Nós temos o dever de solicitar essas informações à indústria. E elas, até para mostrarem seriedade e comprometimento com a população, as têm dado. E, se há riscos para os pacientes, as indústrias deveriam divulgar e tirar os produtos do mercado.

Como os pacientes podem ser beneficiados pelas descobertas da medicina baseada em evidências?
As populações de diferentes países se beneficiam na medida em que os órgãos públicos adotem procedimentos eficazes. Isso reduz mortalidade e danos. Sem contar a economia de milhões de reais.

Há exemplos concretos disso?
Vários. Um exemplo de economia para o Brasil é o caso dos stents revestidos com as drogas paclitaxel e rapamicina, que custam cerca de R$ 15 mil cada uma, e que não são melhores do que os stents sem revestimento de drogas. Estes são igualmente indicados para reduzir as taxas de mortalidade, infarto do miocárdio e revascularização cirúrgica. Os fabricantes do produto não gostaram nem um pouco da nossa constatação.

Pode citar mudanças mundiais?
Um caso ilustrativo é o sulfato de magnésio. Era usado desde 1904 em vários países nos casos de convulsão em mulheres grávidas com pressão alta. Noventa anos depois de ser substituído por outras drogas, nossas revisões mostraram que ele nunca deveria ter deixado de ser usado, pois era o melhor e o que tinha menos efeitos indesejáveis. Até agora ainda é o remédio mais eficaz nesses casos.

O sr. já indicou um medicamento ou procedimento e teve de suspendê-lo diante de novas evidências de que causa dano à saúde?
Já. E é preciso explicar tudo ao paciente, até ele compreender. O paciente deve tomar as decisões do tratamento com o médico. Essa é mais uma mudança de paradigma da medicina baseada em evidências. Também acho que a agência norte-americana que regulamenta remédios, o FDA, deveria ser mais rigorosa. Ele permite que o medicamento seja lançado para só depois ver a sua funcionalidade na prática. Na Europa, as coisas caminham de modo mais rigoroso.

A aprovação se baseia em estudos com milhares de pessoas em diferentes países do mundo, de diferentes etnias, com realidades distintas dos pontos de vista cultural e econômico, etc. Eles devem responder ao seguinte: essa droga funciona ou não, é segura? Lida-se aqui com o mundo real, o da efetividade. E, nesse sentido, os fundamentos dos Centros Cochrane para a realização e conclusão desses estudos são mais rigorosos do que as práticas adotadas pelo FDA.

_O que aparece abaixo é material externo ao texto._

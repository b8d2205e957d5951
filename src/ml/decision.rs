//
// μDCN Decision Heuristic MTU Model
//
// Threshold heuristic: a per-network-type baseline, one condition branch,
// then the same packet-size reconciliation as the rule-based model.
//

use crate::error::Result;
use crate::ml::features::{FeatureVector, NetworkType};
use crate::ml::model::{MtuBounds, MtuPredictionModel, DEFAULT_MTU};
use crate::ml::rule_based::{reconcile_packet_size, scale, Conditions};

/// Threshold-based MTU heuristic
#[derive(Debug, Clone, Default)]
pub struct DecisionHeuristicModel {
    bounds: MtuBounds,
}

impl DecisionHeuristicModel {
    pub fn new(bounds: MtuBounds) -> Self {
        Self { bounds }
    }

    fn baseline(network_type: NetworkType) -> usize {
        match network_type {
            NetworkType::Ethernet => 1500,
            NetworkType::WiFi => 1400,
            NetworkType::Cellular => 1200,
            NetworkType::Satellite | NetworkType::Unknown => DEFAULT_MTU,
        }
    }
}

impl MtuPredictionModel for DecisionHeuristicModel {
    fn predict(&self, features: &FeatureVector) -> Result<usize> {
        let c = Conditions::from_features(features);
        let mut mtu = Self::baseline(c.network_type);

        if c.rtt_ms > 200.0 || c.loss_rate > 0.05 {
            mtu = scale(mtu, 0.8);
        } else if c.rtt_ms < 20.0 && c.loss_rate < 0.001 && c.throughput_bps > 50_000_000.0 {
            mtu = std::cmp::min(scale(mtu, 1.3), self.bounds.max);
        }

        mtu = reconcile_packet_size(mtu, c.avg_packet_size);

        Ok(self.bounds.finalize(mtu))
    }

    fn update(&mut self, _features: &FeatureVector, _observed_optimal_mtu: usize) -> Result<()> {
        Ok(())
    }

    fn model_type(&self) -> &'static str {
        "DecisionHeuristic"
    }
}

Em que medida evidências como essas são colocadas em prática?
O grande desafio da medicina baseada em evidências é levar aquilo para a prática. É um problema no mundo todo. Uma informação obtida no centro de Boston leva seis a sete anos para chegar e ser implantada na periferia. O estudo do cálcio foi publicado pela primeira vez na África do Sul, em 1998. Em 2006, uma aluna de iniciação científica verificou a proporção de mulheres em pré-natal de hospital-escola que estavam recebendo cálcio. Ela levantou um índice de 11%. Então, coisas que funcionam, são baratas e sabidas demoram muito. E coisas que as vezes não funcionam, são caras e têm muito lobby por trás chegam rápido.

Por que o sr. entrou nessa cruzada?
Porque é bom para mim, para o meu filho, para os meus amigos e para o meu planeta.